• **Work item**: One part of the entries below is wanted: the lines from the one containing "pub fn to_query(&self)" through the one containing "let query = next.to_query();". Write those out exactly and nothing else.
::: Dataset excerpts
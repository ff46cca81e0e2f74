//! Housing browser UI state and the intents that change it.
//!
//! ```text
//! BrowseIntent ──→ BrowseState::reduce ──→ BrowseState ──→ pipeline::browse ──→ view
//! ```
//!
//! The state round-trips through the URL query string so every view is a
//! plain link.

use url::form_urlencoded;

use crate::domain::filters::{
    parse_price_cap, CountBucket, FilterCriteria, KindFilter, SortKey,
};
use crate::domain::listing::PropertyType;

#[derive(Debug, Clone, PartialEq, Eq)]
pub struct BrowseState {
    pub criteria: FilterCriteria,
    pub sort: SortKey,
    /// 1-indexed.
    pub page: usize,
}

impl Default for BrowseState {
    fn default() -> Self {
        Self {
            criteria: FilterCriteria::default(),
            sort: SortKey::default(),
            page: 1,
        }
    }
}

#[derive(Debug, Clone, PartialEq, Eq)]
pub enum BrowseIntent {
    SetQuery(String),
    ToggleType(PropertyType),
    ToggleLocation(String),
    ToggleBedrooms(CountBucket),
    ToggleBathrooms(CountBucket),
    SetMaxPrice(Option<u32>),
    SetKind(KindFilter),
    SetSort(SortKey),
    SetPage(usize),
    ResetFilters,
}

impl BrowseIntent {
    /// Decode `op`/`value` query parameters. Unknown ops and unparseable
    /// values yield `None`, which leaves the state untouched.
    pub fn from_op(op: &str, value: &str) -> Option<Self> {
        let intent = match op {
            "query" => BrowseIntent::SetQuery(value.to_string()),
            "type" => BrowseIntent::ToggleType(value.parse().ok()?),
            "location" => BrowseIntent::ToggleLocation(value.to_string()),
            "beds" => BrowseIntent::ToggleBedrooms(value.parse().ok()?),
            "baths" => BrowseIntent::ToggleBathrooms(value.parse().ok()?),
            "max_price" => BrowseIntent::SetMaxPrice(parse_price_cap(value)),
            "kind" => BrowseIntent::SetKind(KindFilter::parse_lenient(value)),
            "sort" => BrowseIntent::SetSort(SortKey::parse_lenient(value)),
            "page" => BrowseIntent::SetPage(value.trim().parse().ok()?),
            "reset" => BrowseIntent::ResetFilters,
            _ => return None,
        };
        Some(intent)
    }
}

fn toggle<T: Ord>(set: &mut std::collections::BTreeSet<T>, value: T) {
    if !set.remove(&value) {
        set.insert(value);
    }
}

impl BrowseState {
    /// Apply one intent. Anything other than a page change sends the view
    /// back to page 1; a page change leaves the filters alone.
    pub fn reduce(mut self, intent: BrowseIntent) -> Self {
        let c = &mut self.criteria;
        match intent {
            BrowseIntent::SetPage(page) => {
                self.page = page.max(1);
                return self;
            }
            BrowseIntent::SetQuery(q) => c.query = q.trim().to_string(),
            BrowseIntent::ToggleType(t) => toggle(&mut c.property_types, t),
            BrowseIntent::ToggleLocation(l) => toggle(&mut c.locations, l),
            BrowseIntent::ToggleBedrooms(b) => toggle(&mut c.bedrooms, b),
            BrowseIntent::ToggleBathrooms(b) => toggle(&mut c.bathrooms, b),
            BrowseIntent::SetMaxPrice(p) => c.max_price = p,
            BrowseIntent::SetKind(k) => c.kind = k,
            BrowseIntent::SetSort(s) => self.sort = s,
            BrowseIntent::ResetFilters => *c = FilterCriteria::default(),
        }
        self.page = 1;
        self
    }

    /// Rebuild the state from decoded query pairs. Malformed values are dropped.
    pub fn from_pairs<'p, I>(pairs: I) -> Self
    where
        I: IntoIterator<Item = (&'p str, &'p str)>,
    {
        let mut state = BrowseState::default();
        let c = &mut state.criteria;

        for (key, value) in pairs {
            match key {
                "q" => c.query = value.trim().to_string(),
                "type" => {
                    if let Ok(t) = value.parse() {
                        c.property_types.insert(t);
                    }
                }
                "location" if !value.trim().is_empty() => {
                    c.locations.insert(value.to_string());
                }
                "beds" => {
                    if let Ok(b) = value.parse() {
                        c.bedrooms.insert(b);
                    }
                }
                "baths" => {
                    if let Ok(b) = value.parse() {
                        c.bathrooms.insert(b);
                    }
                }
                "max_price" => c.max_price = parse_price_cap(value),
                "kind" => c.kind = KindFilter::parse_lenient(value),
                "sort" => state.sort = SortKey::parse_lenient(value),
                "page" => state.page = value.trim().parse::<usize>().unwrap_or(1).max(1),
                _ => {}
            }
        }

        state
    }

    /// Parse state from the query, then reduce the optional `op`/`value` intent into it.
    pub fn from_query(query: &str) -> Self {
        let pairs: Vec<(String, String)> = form_urlencoded::parse(query.as_bytes())
            .into_owned()
            .collect();

        let state = Self::from_pairs(pairs.iter().map(|(k, v)| (k.as_str(), v.as_str())));

        let op = pairs.iter().find(|(k, _)| k == "op").map(|(_, v)| v.as_str());
        let value = pairs
            .iter()
            .find(|(k, _)| k == "value")
            .map(|(_, v)| v.as_str())
            .unwrap_or("");

        match op.and_then(|op| BrowseIntent::from_op(op, value)) {
            Some(intent) => state.reduce(intent),
            None => state,
        }
    }

    /// Key/value pairs describing this state. Defaults are omitted.
    pub fn to_pairs(&self) -> Vec<(&'static str, String)> {
        let c = &self.criteria;
        let mut pairs = Vec::new();

        if !c.query.is_empty() {
            pairs.push(("q", c.query.clone()));
        }
        pairs.extend(c.property_types.iter().map(|t| ("type", t.as_str().to_string())));
        pairs.extend(c.locations.iter().map(|l| ("location", l.clone())));
        pairs.extend(c.bedrooms.iter().map(|b| ("beds", b.label())));
        pairs.extend(c.bathrooms.iter().map(|b| ("baths", b.label())));
        if let Some(p) = c.max_price {
            pairs.push(("max_price", p.to_string()));
        }
        if c.kind != KindFilter::All {
            pairs.push(("kind", c.kind.as_str().to_string()));
        }
        if self.sort != SortKey::default() {
            pairs.push(("sort", self.sort.as_str().to_string()));
        }
        if self.page > 1 {
            pairs.push(("page", self.page.to_string()));
        }

        pairs
    }

    /// Encode as a query string (no leading `?`).
    pub fn to_query(&self) -> String {
        form_urlencoded::Serializer::new(String::new())
            .extend_pairs(self.to_pairs())
            .finish()
    }

    /// Link to the housing view after applying `intent` to this state.
    pub fn href_after(&self, intent: BrowseIntent) -> String {
        let next = self.clone().reduce(intent);
        let query = next.to_query();
        if query.is_empty() {
            "/housing".to_string()
        } else {
            format!("/housing?{query}")
        }
    }
}
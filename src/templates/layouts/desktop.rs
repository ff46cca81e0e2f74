use crate::templates::components::{footer, navbar};
use maud::{html, Markup, DOCTYPE};

/// Named views reachable from the navbar.
#[derive(Debug, Clone, Copy, PartialEq, Eq)]
pub enum View {
    Home,
    Housing,
    Profile,
    Category,
}

impl View {
    pub const NAV: [View; 3] = [View::Home, View::Housing, View::Profile];

    pub fn href(&self) -> &'static str {
        match self {
            View::Home => "/",
            View::Housing => "/housing",
            View::Profile => "/profile",
            View::Category => "/",
        }
    }

    pub fn label(&self) -> &'static str {
        match self {
            View::Home => "Home",
            View::Housing => "Housing",
            View::Profile => "Profile",
            View::Category => "Categories",
        }
    }
}

pub fn desktop_layout(title: &str, active: View, content: Markup) -> Markup {
    html! {
        (DOCTYPE)
        html lang="en" {
            head {
                meta charset="utf-8";
                meta name="viewport" content="width=device-width, initial-scale=1.0";
                title { (title) " · Listify" }
                link rel="stylesheet" href="/static/main.css";
                script src="/static/listify.js" defer {}
            }
            body {
                (navbar(active))
                main class="container" {
                    (content)
                }
                (footer())
            }
        }
    }
}
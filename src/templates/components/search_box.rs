use maud::{html, Markup};

use crate::domain::search::SearchError;

pub fn search_box(query: &str, error: Option<&SearchError>) -> Markup {
    html! {
        form class="search-box" method="get" action="/search" role="search" {
            label class="sr-only" for="search-q" { "Search listings" }
            input
                type="search"
                id="search-q"
                name="q"
                value=(query)
                placeholder="Search by title or location…"
                aria-invalid=[error.map(|_| "true")]
                aria-describedby=[error.map(|_| "search-error")];
            button type="submit" class="btn btn-primary" { "Search" }
            @if let Some(err) = error {
                p id="search-error" class="field-error" role="alert" { (err.to_string()) }
            }
        }
    }
}
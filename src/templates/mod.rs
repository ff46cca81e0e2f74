pub mod components;
pub mod layouts;
pub mod pages;

// Re-exports for convenience
pub use components::html_error_response;
pub use layouts::desktop::{desktop_layout, View};
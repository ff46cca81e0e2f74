use maud::{html, Markup};

pub fn empty_state(reset_href: &str) -> Markup {
    html! {
        div class="empty-state" {
            h3 { "No results" }
            p { "No listings match your filters." }
            a href=(reset_href) class="btn" { "Reset filters" }
        }
    }
}
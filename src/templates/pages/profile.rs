use crate::domain::listing::HousingListing;
use crate::templates::{
    components::{card, housing_card},
    desktop_layout, View,
};
use maud::{html, Markup};

pub struct ProfileVm<'a> {
    pub favorites: Vec<&'a HousingListing>,
    /// Saved ids that no longer exist in the catalog.
    pub stale_count: usize,
}

pub fn profile_page(vm: &ProfileVm) -> Markup {
    desktop_layout(
        "Profile",
        View::Profile,
        html! {
            h1 { "Your profile" }

            (card("Saved listings", html! {
                @if vm.favorites.is_empty() {
                    p { "You haven't saved any listings yet. " a href="/housing" { "Browse housing" } }
                } @else {
                    p { "You have " strong { (vm.favorites.len()) } " saved listings." }
                    div class="listing-grid" {
                        @for listing in &vm.favorites {
                            (housing_card(listing, true))
                        }
                    }
                }
                @if vm.stale_count > 0 {
                    p class="muted" { (vm.stale_count) " saved listings are no longer available." }
                }
            }))
        },
    )
}
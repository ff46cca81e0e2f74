pub mod connection;
pub mod local_storage;

pub use connection::{init_db, Database};
pub use local_storage::{KeyValueStore, MemoryStorage, SqliteStorage};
::::::
• **Problem solution**:
    pub fn to_query(&self) -> String {
        form_urlencoded::Serializer::new(String::new())
            .extend_pairs(self.to_pairs())
            .finish()
    }

    /// Link to the housing view after applying `intent` to this state.
    pub fn href_after(&self, intent: BrowseIntent) -> String {
        let next = self.clone().reduce(intent);
        let query = next.to_query();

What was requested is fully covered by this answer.